What is Your Child’s “Screen Time”?

by Wellness Editor – MH

Many parents would agree with the notion that children are spending more time than ever on electronic devices. Over the last decade or so, smart phones, laptops and tablets have become highly valued items among adolescents, and are now becoming increasingly popular among even younger children. The problem with this trend is that children and young teenagers don’t usually possess good judgment, and spend far too much time using these gadgets. This issue of children’s “screen time” has drawn the attention of the American Academy of Pediatrics (AAP), an organization including over 60,000 doctors specializing in children’s health.

Changing Habits

Most modern children and teenagers would struggle to envision living without texting, internet access, multiple gaming consoles and several TVs. Just a few decades ago, earlier generations of children who had to make do with sharing one or two household televisions, along with maybe one gaming system. In light of this dramatic shift, the AAP released a new policy statement regarding children and media exposure in October 2013. Of course, this topic goes hand in hand with the proliferation of new electronic offerings, which allow children to access a variety of forms of entertainment.

The new guidelines, issued under the title “Children, Adolescence and the Media,” contained a number of details regarding the prevalence of media-use among children:

  • Children between the ages of 8 and 10 get eight hours worth of daily media exposure. This media intake increases to over 11 hours as children get older.
  • While it probably doesn’t come as much of a surprise, children with TVs in their bedroom are much more likely to watch television. Over the years, this set-up has become much more common. More than seven-in-ten (71%) of children and teens have TV sets in their bedroom, and half also have a video game system.
  • In 2004, less than half (45%) of teens in the 12 to 17 age bracket owned a cell phone. Nine years later, this figure had swelled to 75%.
  • You would be correct in thinking that children and teens send a lot of text messages. Nearly nine in ten (88%) text.

This AAP wasn’t the only group to examine this issue. Common Sense Media, a nonprofit group concerned with the effects of media and digital technology on children, released a report of their own in the same month. According to this group, 72 percent of children under 8 have used a mobile device for entertainment purposes, nearly double the figure from just two years prior (38 percent). Of the children who used such products, almost a fifth (17%) did so on a daily basis.

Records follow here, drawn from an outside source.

//! Lyra Playback
//!
//! Queue coordination and playback-session synchronization for the Lyra
//! client.
//!
//! The audio engine itself is an external collaborator (an asynchronous
//! track player owning the queue, transport, and an event stream). This
//! crate provides everything the app layers on top of it:
//!
//! - [`PlaybackEngine`]: the engine contract (queue ops, transport,
//!   setup, events)
//! - [`QueueCoordinator`]: the single choke point for queue mutation,
//!   enforcing queue invariants (unique track ids, no-wrap skips,
//!   empty-queue teardown) with one mutation in flight at a time
//! - [`NowPlayingBroadcast`]: a typed process-wide "queue emptied" signal,
//!   needed because the engine does not reliably emit a track-changed
//!   event when the queue is reset to empty
//! - [`SessionWatcher`]: a single observable [`PlaybackSession`]
//!   projection over the engine's event stream, so UI surfaces share one
//!   subscription path instead of each mirroring engine state ad hoc
//!
//! # Example
//!
//! ```rust,ignore
//! use lyra_playback::{CoordinatorConfig, QueueCoordinator, Track};
//! use std::sync::Arc;
//!
//! let engine = Arc::new(MyEngine::connect()?);
//! let coordinator = QueueCoordinator::new(engine.clone(), CoordinatorConfig::default());
//!
//! // Play a whole playlist from its second entry
//! coordinator.play_all(tracks, 1).await;
//!
//! // Surfaces observe the session instead of polling the engine
//! let watcher = lyra_playback::SessionWatcher::new(engine);
//! let mut session = watcher.subscribe();
//! ```

#![forbid(unsafe_code)]

pub mod broadcast;
pub mod coordinator;
pub mod engine;
pub mod error;
pub mod session;
pub mod types;

pub use broadcast::{NowPlayingBroadcast, NowPlayingEvent};
pub use coordinator::QueueCoordinator;
pub use engine::{EngineEvent, PlaybackEngine};
pub use error::{PlaybackError, Result};
pub use session::{NowPlayingVisibility, PlaybackSession, SeekLatch, SessionWatcher, Surface};
pub use types::{Capability, CoordinatorConfig, EngineOptions, EngineState, RepeatMode, Track};
/// User profile domain type
use crate::types::{PlaylistId, SongId, UserId};
use chrono::{DateTime, Utc};
use serde::{Deserialize, Serialize};

/// A user profile document
#[derive(Debug, Clone, PartialEq, Eq, Serialize, Deserialize)]
pub struct UserProfile {
    /// Unique user identifier
    pub id: UserId,

    /// Display name
    pub display_name: String,

    /// Email address
    pub email: String,

    /// Liked-song membership set (stored as an ordered array)
    pub liked_songs: Vec<SongId>,

    /// Playlists owned by this user
    pub playlists: Vec<PlaylistId>,

    /// Account creation timestamp
    pub created_at: DateTime<Utc>,
}

impl UserProfile {
    /// Create a new user profile
    pub fn new(display_name: impl Into<String>, email: impl Into<String>) -> Self {
        Self {
            id: UserId::generate(),
            display_name: display_name.into(),
            email: email.into(),
            liked_songs: Vec::new(),
            playlists: Vec::new(),
            created_at: Utc::now(),
        }
    }

    /// Check whether the user has liked a song
    pub fn has_liked(&self, song_id: &SongId) -> bool {
        self.liked_songs.contains(song_id)
    }
}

The Downside of Technology

With kids spending an increasing amount of time on various gizmos, the AAP and other medical professionals have voiced concerns over such behavioral patterns. In their October 2013 press release, the AAP noted that research has associated excessive media intake with negative health effects in children and teens. These effects may include poor sleeping problems, obesity, increased aggression and declining performance at school. While stating that media use is not the primary cause of any medical ailment in the US, the AAP did stress that “it can contribute to numerous health risks.”

One recent study examining children’s media use appeared in the July 2010 issue of the journal Pediatrics. This report, which included over 7400 children between the ages of 9 and 15, focused on the impact of “screen time,” defined as time spent watching TV, watching videos, playing video games and recreationally using a computer. Children with an excessive amount of screen time (over two hours per day) were more likely to exhibit unhealthy behavior, including consumption of alcoholic beverages and aggressive actions towards others. Furthermore, these subjects had a greater risk of performing poorly in school, being overweight and suffering from eating disorders. On the other hand, children whose screen time was restricted were more likely to be physically active.

Getting Back on Track

To assist concerned parents, the AAP has produced some guidelines for controlling children’s screen time:

  • Watch TV programs, movies and videos with your children. This allows parents to filter what their children watch and influence their viewing patterns.
  • Identify the websites frequented by your children.
  • Limit children’s screen time to one to two hours per day. Children under the age of two should get as little screen time as possible.